Yan etkiler bir şeydir. Diğer bir sorun ise tedavinin her hastada işe yaramamasıdır. Neden biliyor musun?

Ne yazık ki hayır. Keşfetmek önemlidir. Ayrıca maliyetler çok yüksek olduğu için: hasta ve yıl başına 60.000 Euro.

Hangi kanser türleri için immünoterapötik ajanlar halihazırda mevcuttur?

Malign melanoma, yani zaten metastaz yapmışsa siyah deri kanserine ve belirli akciğer kanseri türlerine karşı. Kontrol noktası inhibitörleri ayrıca böbrek hücre kanserini tedavi etmek için kullanılır.

Kanser hastaları özellikle neyi umabilir? Ne Kadar Ömür Kazanırlar?

Terapi işe yarasa bile, farklıdır. Bazı tümör türleri için ortalama hayatta kalma süresi, tanı konulduğu andan itibaren artar. Özellikle metastatik siyah deri kanserinde hastaların aylar yerine yıllarca yaşadığı durumlar vardır. Bu alanda bu kadar çok araştırma yapılmasının nedeni de budur.

Peki ya hakkında okumaya devam ettiğiniz kanser aşıları?

Özel bir immünoterapi türüdür. Bir örnek, evlat edinen T hücre tedavisi olarak bilinen şeydir. Bu, hastanın kanından T hücrelerinin izole edilmesini, özel proteinlerle donatılmasını ve çoğaltılmasını içerir. Daha sonra tekrar vücuda yönlendirilirler. Donanımları sayesinde kanser hücrelerini daha iyi takip edip yok edebiliyorlar.

Uğraştıracağa benziyor.

Bu. Ancak burada özellikle etkileyici başarılar, hatta gerçek şifalar var. Ancak, bu yalnızca belirli lösemi türlerinde işe yarar. Katı tümörlerle, sonuçlar şimdiye kadar oldukça hayal kırıklığı yarattı.

Başkan Nixon, neredeyse yarım yüzyıl önce kansere karşı mücadeleyi ilan etti ve yakında yenileceğinin sözünü verdi. Bu mümkün mü?

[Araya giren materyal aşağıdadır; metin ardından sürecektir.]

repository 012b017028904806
//! Telemetry module
//!
//! Structured logging setup

mod logging;

pub use logging::init_logging;

use crate::config::TelemetryConfig;

/// Initialize all telemetry subsystems
pub fn init_telemetry(config: &TelemetryConfig) -> anyhow::Result<()> {
    init_logging(&config.log_level)
}
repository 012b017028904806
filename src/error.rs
//! Query-level error taxonomy
//!
//! Every failure a query operation can surface. Feed and store errors pass
//! through unchanged so callers see the originating kind, never a masked one.

use crate::feed::FeedError;
use crate::store::StoreError;
use thiserror::Error;

/// Errors surfaced by the `ticker` and `priceHistory` operations
#[derive(Debug, Error)]
pub enum QueryError {
    /// Price feed failure (not found, unavailable, malformed)
    #[error(transparent)]
    Feed(#[from] FeedError),
    /// Time-series store failure (unavailable, invalid token)
    #[error(transparent)]
    Store(#[from] StoreError),
}

impl QueryError {
    /// True if the failure is the feed not knowing the ticker
    pub fn is_not_found(&self) -> bool {
        matches!(self, QueryError::Feed(FeedError::NotFound(_)))
    }
}
//! Price feed module
//!
//! Provides the current USD quote for a ticker from an external price source

mod coingecko;
mod types;

pub use coingecko::{CoinGeckoClient, CoinGeckoConfig, COINGECKO_API_URL};
pub use types::Quote;

use async_trait::async_trait;
use thiserror::Error;

/// Price feed errors
#[derive(Debug, Error)]
pub enum FeedError {
    /// Ticker absent from an otherwise well-formed feed response
    #[error("ticker not known to price feed: {0}")]
    NotFound(String),
    /// Network failure, timeout, or non-2xx status from the feed
    #[error("price feed unavailable: {0}")]
    Unavailable(String),
    /// Response body did not have the expected shape
    #[error("price feed response malformed: {0}")]
    Malformed(String),
}

/// Trait for price source implementations
#[async_trait]
pub trait PriceSource: Send + Sync {
    /// Fetch the current USD quote for a ticker
    async fn fetch_price(&self, ticker: &str) -> Result<Quote, FeedError>;
}
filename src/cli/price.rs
//! Price command implementation

use crate::config::Config;
use clap::Args;

#[derive(Args, Debug)]
pub struct PriceArgs {
    /// Ticker id as known to the feed (e.g. "bitcoin")
    pub ticker: String,
}

impl PriceArgs {
    pub async fn execute(&self, config: &Config) -> anyhow::Result<()> {
        let router = super::build_router(config)?;

        let info = router.ticker(&self.ticker).await?;
        println!("{}", serde_json::to_string_pretty(&info)?);

        Ok(())
    }
}
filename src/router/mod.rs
//! Query router
//!
//! Dispatches the two boundary operations: `ticker` runs the resolver
//! pipeline, `priceHistory` reads the store directly and never touches the
//! feed. No business logic lives here beyond default-filling the page size.

use crate::error::QueryError;
use crate::feed::PriceSource;
use crate::pipeline::{TickerInfo, TickerPipeline};
use crate::store::{HistoryPage, ObservationStore};
use std::sync::Arc;

/// Page size used when the caller does not supply one
pub const DEFAULT_HISTORY_LIMIT: usize = 25;

/// Router over the two query operations
pub struct QueryRouter {
    pipeline: TickerPipeline,
    store: Arc<dyn ObservationStore>,
}

impl QueryRouter {
    pub fn new(feed: Arc<dyn PriceSource>, store: Arc<dyn ObservationStore>) -> Self {
        Self {
            pipeline: TickerPipeline::new(feed, store.clone()),
            store,
        }
    }

    /// Current price: fetch, persist, report
    pub async fn ticker(&self, ticker: &str) -> Result<TickerInfo, QueryError> {
        self.pipeline.resolve(ticker).await
    }

    /// Price history: direct descending range read, paginated
    pub async fn price_history(
        &self,
        ticker: &str,
        limit: Option<usize>,
        next_token: Option<&str>,
    ) -> Result<HistoryPage, QueryError> {
        let limit = limit.unwrap_or(DEFAULT_HISTORY_LIMIT);
        let page = self.store.query_history(ticker, limit, next_token).await?;
        Ok(page)
    }
}
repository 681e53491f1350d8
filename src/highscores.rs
//! Persist best scores per board configuration (XDG config or ~/.config/samegametui).

use crate::board::BoardConfig;
use anyhow::Result;
use std::collections::BTreeMap;
use std::fs;
use std::path::PathBuf;

const FILENAME: &str = "highscores";

/// Best score keyed by `WxHxC`.
#[derive(Debug, Clone, Default, PartialEq, Eq)]
pub struct HighScores {
    best: BTreeMap<String, u32>,
}

fn key(config: BoardConfig) -> String {
    format!(
        "{}x{}x{}",
        config.width(),
        config.height(),
        config.num_colors()
    )
}

impl HighScores {
    /// Load from disk; empty on a missing or unreadable file.
    pub fn load() -> Self {
        config_path()
            .and_then(|path| Ok(fs::read_to_string(path)?))
            .map(|content| Self::parse(&content))
            .unwrap_or_default()
    }

    /// Save to disk. Creates the config directory if needed.
    pub fn save(&self) -> Result<()> {
        let path = config_path()?;
        if let Some(parent) = path.parent() {
            fs::create_dir_all(parent)?;
        }
        fs::write(path, self.to_file_string())?;
        Ok(())
    }

    pub fn best(&self, config: BoardConfig) -> u32 {
        self.best.get(&key(config)).copied().unwrap_or(0)
    }

    /// Record a finished game; true if it beat the stored best.
    pub fn submit(&mut self, config: BoardConfig, score: u32) -> bool {
        let entry = self.best.entry(key(config)).or_insert(0);
        if score > *entry {
            *entry = score;
            true
        } else {
            false
        }
    }

    /// One `WxHxC=score` per line; malformed lines are skipped.
    fn parse(content: &str) -> Self {
        let best = content
            .lines()
            .filter_map(|line| {
                let (k, v) = line.trim().split_once('=')?;
                Some((k.trim().to_string(), v.trim().parse().ok()?))
            })
            .collect();
        Self { best }
    }

    fn to_file_string(&self) -> String {
        self.best
            .iter()
            .map(|(k, v)| format!("{k}={v}\n"))
            .collect()
    }
}

/// Returns the path to the high scores file (config dir / samegametui / highscores).
fn config_path() -> Result<PathBuf> {
    let base = match std::env::var("XDG_CONFIG_HOME") {
        Ok(xdg) if !xdg.is_empty() => PathBuf::from(xdg),
        _ => std::env::var("HOME")
            .map(|h| PathBuf::from(h).join(".config"))
            .unwrap_or_else(|_| PathBuf::from(".")),
    };
    Ok(base.join("samegametui").join(FILENAME))
}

Kanseri tamamen yenmek çok zordur çünkü çok farklı kanser türleri vardır.Akciğer kanseri ile akciğer kanseri aynı şey değildir. Sonuç olarak, kanser hücreleri de vücut hücreleridir ve kişiden kişiye farklılık gösterirler.

Herkesin kendi kanseri vardır.

Doğru. İmmünoterapi de mucize bir tedavi değildir. Ama onunla birlikte önemli bir adım atmış olduk.